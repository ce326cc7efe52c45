use ledger_domain::event::EventPayload;
use ledger_domain::{Event, TransactionRecord};
use tracing::warn;

use crate::error::CoreError;
use crate::event_log::EventLog;
use crate::projection_store::{BudgetProjectionStore, ProjectionMetadataStore, TransactionProjectionStore};

/// Transforms the event log into the materialized transaction and
/// budget projections, idempotently and deterministically.
///
/// Dispatch is an exhaustive `match` over `EventPayload` (see §9's
/// "tagged union and exhaustive matching" design note): the compiler
/// guarantees every event variant has exactly one handler here.
pub struct ProjectionBuilder<'a, L, T, B, M> {
    event_log: &'a L,
    transactions: &'a T,
    budgets: &'a B,
    metadata: &'a M,
}

impl<'a, L, T, B, M> ProjectionBuilder<'a, L, T, B, M>
where
    L: EventLog,
    T: TransactionProjectionStore,
    B: BudgetProjectionStore,
    M: ProjectionMetadataStore,
{
    pub fn new(event_log: &'a L, transactions: &'a T, budgets: &'a B, metadata: &'a M) -> Self {
        Self {
            event_log,
            transactions,
            budgets,
            metadata,
        }
    }

    /// Clears both projections and the metadata pointer, then applies
    /// every event in sequence order. Returns the count processed.
    pub fn rebuild_from_scratch(&self) -> Result<usize, CoreError> {
        self.transactions.clear()?;
        self.budgets.clear()?;
        self.metadata.clear()?;
        let events = self.event_log.get_all()?;
        self.apply_batch(&events)?;
        self.metadata.set_last_sequence(self.event_log.latest_sequence()?)?;
        tracing::info!(count = events.len(), "rebuilt projections from scratch");
        Ok(events.len())
    }

    /// Reads the stored last-applied sequence, retrieves subsequent
    /// events, applies them, and advances the pointer. Returns 0 if
    /// already current.
    pub fn rebuild_incremental(&self) -> Result<usize, CoreError> {
        let last_sequence = self.metadata.get_last_sequence()?;
        let new_events = self.event_log.get_since(last_sequence)?;
        if new_events.is_empty() {
            return Ok(0);
        }
        let latest = self.event_log.latest_sequence()?;
        self.apply_batch(&new_events)?;
        self.metadata.set_last_sequence(latest)?;
        tracing::info!(count = new_events.len(), "applied incremental events");
        Ok(new_events.len())
    }

    /// Applies every event to the projections. The metadata pointer is
    /// updated by the caller after the whole batch commits, not per
    /// event — `apply_batch` itself never touches `metadata`.
    fn apply_batch(&self, events: &[Event]) -> Result<(), CoreError> {
        for event in events {
            self.apply_one(event)?;
        }
        Ok(())
    }

    fn apply_one(&self, event: &Event) -> Result<(), CoreError> {
        match &event.payload {
            EventPayload::TransactionImported(p) => {
                if self.transactions.get(&p.transaction_id)?.is_some() {
                    return Ok(());
                }
                let record = TransactionRecord::from_imported(
                    event.event_id,
                    p.transaction_id.clone(),
                    p.date,
                    p.amount,
                    p.currency.clone(),
                    p.source_account.clone(),
                    p.source_file.clone(),
                    p.raw_description.clone(),
                );
                self.transactions.upsert(&record)
            }
            EventPayload::TransactionDescriptionObserved(p) => {
                let Some(mut original) = self.transactions.get(&p.original_transaction_id)? else {
                    warn!(
                        original_transaction_id = %p.original_transaction_id,
                        "description-observed event references absent original; skipping"
                    );
                    return Ok(());
                };
                original.canonical_description = p.new_description.clone();
                if !original
                    .description_history
                    .iter()
                    .any(|d| d == &p.new_description)
                {
                    original.description_history.push(p.new_description.clone());
                }
                original.last_event_id = event.event_id;
                self.transactions.upsert(&original)?;

                if let Some(mut variant) = self.transactions.get(&p.new_transaction_id)? {
                    variant.is_duplicate = true;
                    variant.primary_transaction_id = Some(p.original_transaction_id.clone());
                    variant.last_event_id = event.event_id;
                    self.transactions.upsert(&variant)?;
                }
                Ok(())
            }
            EventPayload::TransactionCategorized(p) => {
                let Some(mut record) = self.transactions.get(&p.transaction_id)? else {
                    warn!(transaction_id = %p.transaction_id, "categorized event references absent transaction; skipping");
                    return Ok(());
                };
                record.category = Some(p.category.clone());
                record.subcategory = p.subcategory.clone();
                record.last_event_id = event.event_id;
                self.transactions.upsert(&record)
            }
            EventPayload::TransactionEnriched(p) => {
                let Some(mut record) = self.transactions.get(&p.transaction_id)? else {
                    warn!(transaction_id = %p.transaction_id, "enriched event references absent transaction; skipping");
                    return Ok(());
                };
                record.counterparty = Some(p.vendor.clone());
                record.last_event_id = event.event_id;
                self.transactions.upsert(&record)
            }
            EventPayload::DuplicateConfirmed(p) => {
                let Some(mut primary) = self.transactions.get(&p.primary_transaction_id)? else {
                    warn!(primary_transaction_id = %p.primary_transaction_id, "confirmed event references absent primary; skipping");
                    return Ok(());
                };
                primary.canonical_description = p.canonical_description.clone();
                primary.last_event_id = event.event_id;
                self.transactions.upsert(&primary)?;

                let Some(mut duplicate) = self.transactions.get(&p.duplicate_transaction_id)? else {
                    warn!(duplicate_transaction_id = %p.duplicate_transaction_id, "confirmed event references absent duplicate; skipping");
                    return Ok(());
                };
                duplicate.is_duplicate = true;
                duplicate.primary_transaction_id = Some(p.primary_transaction_id.clone());
                duplicate.last_event_id = event.event_id;
                self.transactions.upsert(&duplicate)
            }
            EventPayload::DuplicateRejected(_) => {
                // No projection state change. The event itself, already in
                // the log, is what suppresses the pair from future scans.
                Ok(())
            }
            EventPayload::BudgetCreated(p) => {
                let record = ledger_domain::BudgetRecord {
                    budget_id: p.budget_id.clone(),
                    category: p.category.clone(),
                    subcategory: p.subcategory.clone(),
                    period_type: p.period_type,
                    start_date: p.start_date,
                    amount: p.amount,
                    currency: p.currency.clone(),
                    is_active: true,
                };
                self.budgets.upsert(&record)
            }
            EventPayload::BudgetUpdated(p) => {
                let Some(mut record) = self.budgets.get(&p.budget_id)? else {
                    warn!(budget_id = %p.budget_id, "updated event references absent budget; skipping");
                    return Ok(());
                };
                if let Some(category) = &p.category {
                    record.category = category.clone();
                }
                if p.subcategory.is_some() {
                    record.subcategory = p.subcategory.clone();
                }
                if let Some(period_type) = p.period_type {
                    record.period_type = period_type;
                }
                if let Some(amount) = p.amount {
                    record.amount = amount;
                }
                if let Some(currency) = &p.currency {
                    record.currency = currency.clone();
                }
                self.budgets.upsert(&record)
            }
            EventPayload::BudgetDeleted(p) => {
                let Some(mut record) = self.budgets.get(&p.budget_id)? else {
                    warn!(budget_id = %p.budget_id, "deleted event references absent budget; skipping");
                    return Ok(());
                };
                record.is_active = false;
                self.budgets.upsert(&record)
            }
            // Retained for audit and learning; no projection mutation.
            EventPayload::CategorizationRuleCreated(_)
            | EventPayload::PromptUpdated(_)
            | EventPayload::DuplicateSuggested(_) => Ok(()),
        }
    }

    /// Reports dangling references in the current projection without
    /// mutating anything: duplicate records whose primary is missing,
    /// and active budgets with no counterpart check beyond existence
    /// (budgets have no foreign keys into transactions today, so this
    /// currently only covers the duplicate-linkage invariant).
    pub fn audit(&self) -> Result<Vec<String>, CoreError> {
        let mut warnings = Vec::new();
        for record in self.transactions.get_all(true)? {
            if record.is_duplicate {
                match &record.primary_transaction_id {
                    None => warnings.push(format!(
                        "transaction {} is marked duplicate with no primary_transaction_id",
                        record.transaction_id
                    )),
                    Some(primary_id) => {
                        if self.transactions.get(primary_id)?.is_none() {
                            warnings.push(format!(
                                "transaction {} references missing primary {}",
                                record.transaction_id, primary_id
                            ));
                        }
                    }
                }
            }
        }
        Ok(warnings)
    }
}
══════════════════════════════
Each line above that has the word "amount" must be copied.

▶ [FINISHED TASK]
                    p.amount,
                    amount: p.amount,
                if let Some(amount) = p.amount {
                    record.amount = amount;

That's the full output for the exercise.